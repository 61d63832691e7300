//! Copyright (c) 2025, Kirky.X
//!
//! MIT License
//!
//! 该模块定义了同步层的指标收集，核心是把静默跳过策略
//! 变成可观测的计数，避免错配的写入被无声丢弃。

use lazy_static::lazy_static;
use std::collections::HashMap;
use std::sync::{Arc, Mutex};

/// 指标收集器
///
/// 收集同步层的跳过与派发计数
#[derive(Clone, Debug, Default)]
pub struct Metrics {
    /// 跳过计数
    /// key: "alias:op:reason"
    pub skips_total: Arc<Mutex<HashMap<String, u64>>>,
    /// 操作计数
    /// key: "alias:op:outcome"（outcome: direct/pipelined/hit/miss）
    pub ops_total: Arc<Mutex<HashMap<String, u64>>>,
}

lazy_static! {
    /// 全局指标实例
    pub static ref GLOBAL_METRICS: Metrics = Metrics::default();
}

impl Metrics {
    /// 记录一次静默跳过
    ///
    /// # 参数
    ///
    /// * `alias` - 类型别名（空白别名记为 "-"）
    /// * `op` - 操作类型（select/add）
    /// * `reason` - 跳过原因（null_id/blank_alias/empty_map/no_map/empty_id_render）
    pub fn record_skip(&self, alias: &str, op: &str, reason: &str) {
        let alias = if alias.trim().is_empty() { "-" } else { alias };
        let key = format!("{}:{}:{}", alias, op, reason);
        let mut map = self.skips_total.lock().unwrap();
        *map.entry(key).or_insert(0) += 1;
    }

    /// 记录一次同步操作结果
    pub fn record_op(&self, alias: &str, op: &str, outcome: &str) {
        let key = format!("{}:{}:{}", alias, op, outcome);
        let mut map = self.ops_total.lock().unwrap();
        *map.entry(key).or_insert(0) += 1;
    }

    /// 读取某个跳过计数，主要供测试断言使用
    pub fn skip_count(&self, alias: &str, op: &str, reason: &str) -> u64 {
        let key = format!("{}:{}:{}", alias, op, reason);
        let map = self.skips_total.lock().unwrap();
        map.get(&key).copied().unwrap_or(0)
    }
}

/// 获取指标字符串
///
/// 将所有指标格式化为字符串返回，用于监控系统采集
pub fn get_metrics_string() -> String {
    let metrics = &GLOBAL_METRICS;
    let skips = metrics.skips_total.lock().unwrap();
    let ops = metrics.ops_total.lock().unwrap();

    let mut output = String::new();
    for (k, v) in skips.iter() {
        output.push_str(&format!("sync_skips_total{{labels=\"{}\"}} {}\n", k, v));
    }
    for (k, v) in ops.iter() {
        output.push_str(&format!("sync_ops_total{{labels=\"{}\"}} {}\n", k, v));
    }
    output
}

-- AIM OF THE EXERCISE --
Set down every record above exactly as given.

-- RESULT --
repository 61d63832691e7300
//! Copyright (c) 2025, Kirky.X
//!
//! MIT License
//!
//! 该模块定义了同步层的指标收集，核心是把静默跳过策略
//! 变成可观测的计数，避免错配的写入被无声丢弃。

use lazy_static::lazy_static;
use std::collections::HashMap;
use std::sync::{Arc, Mutex};

/// 指标收集器
///
/// 收集同步层的跳过与派发计数
#[derive(Clone, Debug, Default)]
pub struct Metrics {
    /// 跳过计数
    /// key: "alias:op:reason"
    pub skips_total: Arc<Mutex<HashMap<String, u64>>>,
    /// 操作计数
    /// key: "alias:op:outcome"（outcome: direct/pipelined/hit/miss）
    pub ops_total: Arc<Mutex<HashMap<String, u64>>>,
}

lazy_static! {
    /// 全局指标实例
    pub static ref GLOBAL_METRICS: Metrics = Metrics::default();
}

impl Metrics {
    /// 记录一次静默跳过
    ///
    /// # 参数
    ///
    /// * `alias` - 类型别名（空白别名记为 "-"）
    /// * `op` - 操作类型（select/add）
    /// * `reason` - 跳过原因（null_id/blank_alias/empty_map/no_map/empty_id_render）
    pub fn record_skip(&self, alias: &str, op: &str, reason: &str) {
        let alias = if alias.trim().is_empty() { "-" } else { alias };
        let key = format!("{}:{}:{}", alias, op, reason);
        let mut map = self.skips_total.lock().unwrap();
        *map.entry(key).or_insert(0) += 1;
    }

    /// 记录一次同步操作结果
    pub fn record_op(&self, alias: &str, op: &str, outcome: &str) {
        let key = format!("{}:{}:{}", alias, op, outcome);
        let mut map = self.ops_total.lock().unwrap();
        *map.entry(key).or_insert(0) += 1;
    }

    /// 读取某个跳过计数，主要供测试断言使用
    pub fn skip_count(&self, alias: &str, op: &str, reason: &str) -> u64 {
        let key = format!("{}:{}:{}", alias, op, reason);
        let map = self.skips_total.lock().unwrap();
        map.get(&key).copied().unwrap_or(0)
    }
}

/// 获取指标字符串
///
/// 将所有指标格式化为字符串返回，用于监控系统采集
pub fn get_metrics_string() -> String {
    let metrics = &GLOBAL_METRICS;
    let skips = metrics.skips_total.lock().unwrap();
    let ops = metrics.ops_total.lock().unwrap();

    let mut output = String::new();
    for (k, v) in skips.iter() {
        output.push_str(&format!("sync_skips_total{{labels=\"{}\"}} {}\n", k, v));
    }
    for (k, v) in ops.iter() {
        output.push_str(&format!("sync_ops_total{{labels=\"{}\"}} {}\n", k, v));
    }
    output
}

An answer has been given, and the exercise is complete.